> [How to complete this task] Copy the data as given. No line may be skipped.

> [Provided records]
┌──
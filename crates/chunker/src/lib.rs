mod error;
mod language;
mod splitter;

pub use error::{ChunkerError, Result};
pub use language::Language;
pub use splitter::{split, MAX_CHUNK_CHARS};

pub use eidetic_protocol::Chunk;
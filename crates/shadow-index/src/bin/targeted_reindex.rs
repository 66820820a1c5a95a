//! `eidetic-targeted-reindex`: the detached subprocess the stop-hook spawns
//! (spec.md §6 step 7). Takes a manifest path on argv, re-indexes exactly
//! the files it names, and exits — there is no RPC caller waiting on this
//! process, so failures go to stderr and the exit code, not a response.

use eidetic_embedding::{EmbeddingCache, HttpEmbeddingProvider, HttpEmbeddingProviderConfig};
use eidetic_shadow_index::reindex::reindex_files;
use eidetic_vectorstore::{HttpVectorStore, HttpVectorStoreConfig};
use serde::Deserialize;
use std::path::PathBuf;
use std::time::Duration;

const DEFAULT_EMBEDDING_MODEL: &str = "text-embedding-3-small";
const DEFAULT_CALL_TIMEOUT_SECS: u64 = 10;

#[derive(Debug, Deserialize)]
#[serde(rename_all = "camelCase")]
struct ReindexManifest {
    project_path: String,
    modified_files: Vec<String>,
}

fn env_var(name: &str) -> Option<String> {
    std::env::var(name).ok().filter(|v| !v.is_empty())
}

fn data_root() -> PathBuf {
    env_var("EIDETIC_DATA_ROOT")
        .map(PathBuf::from)
        .unwrap_or_else(|| dirs::home_dir().unwrap_or_else(|| PathBuf::from(".")).join(".eidetic"))
}

#[tokio::main]
async fn main() {
    env_logger::Builder::from_env(env_logger::Env::default().default_filter_or("warn"))
        .target(env_logger::Target::Stderr)
        .init();

    let manifest_path = match std::env::args().nth(1) {
        Some(path) => PathBuf::from(path),
        None => {
            eprintln!("usage: eidetic-targeted-reindex <manifest-path>");
            std::process::exit(2);
        }
    };

    let manifest_bytes = match std::fs::read(&manifest_path) {
        Ok(bytes) => bytes,
        Err(err) => {
            eprintln!("fatal: failed to read manifest {manifest_path:?}: {err}");
            std::process::exit(1);
        }
    };
    let manifest: ReindexManifest = match serde_json::from_slice(&manifest_bytes) {
        Ok(manifest) => manifest,
        Err(err) => {
            eprintln!("fatal: malformed manifest {manifest_path:?}: {err}");
            std::process::exit(1);
        }
    };

    let timeout = Duration::from_secs(DEFAULT_CALL_TIMEOUT_SECS);

    let embedding_base_url = match env_var("EIDETIC_EMBEDDING_BASE_URL") {
        Some(url) => url,
        None => {
            eprintln!("fatal: EIDETIC_EMBEDDING_BASE_URL is not set; cannot reach the embedding collaborator");
            std::process::exit(1);
        }
    };
    let vector_store_base_url = match env_var("EIDETIC_VECTOR_STORE_BASE_URL") {
        Some(url) => url,
        None => {
            eprintln!("fatal: EIDETIC_VECTOR_STORE_BASE_URL is not set; cannot reach the vector store");
            std::process::exit(1);
        }
    };

    let provider = HttpEmbeddingProvider::new(HttpEmbeddingProviderConfig {
        base_url: embedding_base_url,
        model: env_var("EIDETIC_EMBEDDING_MODEL").unwrap_or_else(|| DEFAULT_EMBEDDING_MODEL.to_string()),
        api_key: env_var("EIDETIC_EMBEDDING_API_KEY"),
        timeout,
    });

    let data_root = data_root();
    let embeddings = EmbeddingCache::new(Box::new(provider), data_root.join("cache/embeddings"));
    if let Err(err) = embeddings.initialize().await {
        eprintln!("fatal: failed to initialize embedding cache: {err}");
        std::process::exit(1);
    }

    let store = HttpVectorStore::new(HttpVectorStoreConfig {
        base_url: vector_store_base_url,
        api_key: env_var("EIDETIC_VECTOR_STORE_API_KEY"),
        timeout,
    });

    match reindex_files(&store, &embeddings, &data_root, &manifest.project_path, &manifest.modified_files).await {
        Ok(result) => {
            log::info!(
                "targeted reindex of {}: {} updated, {} deleted",
                manifest.project_path,
                result.updated.len(),
                result.deleted.len(),
            );
            let _ = std::fs::remove_file(&manifest_path);
        }
        Err(err) => {
            eprintln!("fatal: targeted reindex of {} failed: {err}", manifest.project_path);
            std::process::exit(1);
        }
    }
}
└──
> [Task output]
filename crates/chunker/src/lib.rs
mod error;
mod language;
mod splitter;

pub use error::{ChunkerError, Result};
pub use language::Language;
pub use splitter::{split, MAX_CHUNK_CHARS};

pub use eidetic_protocol::Chunk;
filename crates/shadow-index/src/bin/targeted_reindex.rs
repository 66820820a1c5a95a
//! `eidetic-targeted-reindex`: the detached subprocess the stop-hook spawns
//! (spec.md §6 step 7). Takes a manifest path on argv, re-indexes exactly
//! the files it names, and exits — there is no RPC caller waiting on this
//! process, so failures go to stderr and the exit code, not a response.

use eidetic_embedding::{EmbeddingCache, HttpEmbeddingProvider, HttpEmbeddingProviderConfig};
use eidetic_shadow_index::reindex::reindex_files;
use eidetic_vectorstore::{HttpVectorStore, HttpVectorStoreConfig};
use serde::Deserialize;
use std::path::PathBuf;
use std::time::Duration;

const DEFAULT_EMBEDDING_MODEL: &str = "text-embedding-3-small";
const DEFAULT_CALL_TIMEOUT_SECS: u64 = 10;

#[derive(Debug, Deserialize)]
#[serde(rename_all = "camelCase")]
struct ReindexManifest {
    project_path: String,
    modified_files: Vec<String>,
}

fn env_var(name: &str) -> Option<String> {
    std::env::var(name).ok().filter(|v| !v.is_empty())
}

fn data_root() -> PathBuf {
    env_var("EIDETIC_DATA_ROOT")
        .map(PathBuf::from)
        .unwrap_or_else(|| dirs::home_dir().unwrap_or_else(|| PathBuf::from(".")).join(".eidetic"))
}

#[tokio::main]
async fn main() {
    env_logger::Builder::from_env(env_logger::Env::default().default_filter_or("warn"))
        .target(env_logger::Target::Stderr)
        .init();

    let manifest_path = match std::env::args().nth(1) {
        Some(path) => PathBuf::from(path),
        None => {
            eprintln!("usage: eidetic-targeted-reindex <manifest-path>");
            std::process::exit(2);
        }
    };

    let manifest_bytes = match std::fs::read(&manifest_path) {
        Ok(bytes) => bytes,
        Err(err) => {
            eprintln!("fatal: failed to read manifest {manifest_path:?}: {err}");
            std::process::exit(1);
        }
    };
    let manifest: ReindexManifest = match serde_json::from_slice(&manifest_bytes) {
        Ok(manifest) => manifest,
        Err(err) => {
            eprintln!("fatal: malformed manifest {manifest_path:?}: {err}");
            std::process::exit(1);
        }
    };

    let timeout = Duration::from_secs(DEFAULT_CALL_TIMEOUT_SECS);

    let embedding_base_url = match env_var("EIDETIC_EMBEDDING_BASE_URL") {
        Some(url) => url,
        None => {
            eprintln!("fatal: EIDETIC_EMBEDDING_BASE_URL is not set; cannot reach the embedding collaborator");
            std::process::exit(1);
        }
    };
    let vector_store_base_url = match env_var("EIDETIC_VECTOR_STORE_BASE_URL") {
        Some(url) => url,
        None => {
            eprintln!("fatal: EIDETIC_VECTOR_STORE_BASE_URL is not set; cannot reach the vector store");
            std::process::exit(1);
        }
    };

    let provider = HttpEmbeddingProvider::new(HttpEmbeddingProviderConfig {
        base_url: embedding_base_url,
        model: env_var("EIDETIC_EMBEDDING_MODEL").unwrap_or_else(|| DEFAULT_EMBEDDING_MODEL.to_string()),
        api_key: env_var("EIDETIC_EMBEDDING_API_KEY"),
        timeout,
    });

    let data_root = data_root();
    let embeddings = EmbeddingCache::new(Box::new(provider), data_root.join("cache/embeddings"));
    if let Err(err) = embeddings.initialize().await {
        eprintln!("fatal: failed to initialize embedding cache: {err}");
        std::process::exit(1);
    }

    let store = HttpVectorStore::new(HttpVectorStoreConfig {
        base_url: vector_store_base_url,
        api_key: env_var("EIDETIC_VECTOR_STORE_API_KEY"),
        timeout,
    });

    match reindex_files(&store, &embeddings, &data_root, &manifest.project_path, &manifest.modified_files).await {
        Ok(result) => {
            log::info!(
                "targeted reindex of {}: {} updated, {} deleted",
                manifest.project_path,
                result.updated.len(),
                result.deleted.len(),
            );
            let _ = std::fs::remove_file(&manifest_path);
        }
        Err(err) => {
            eprintln!("fatal: targeted reindex of {} failed: {err}", manifest.project_path);
            std::process::exit(1);
        }
    }
}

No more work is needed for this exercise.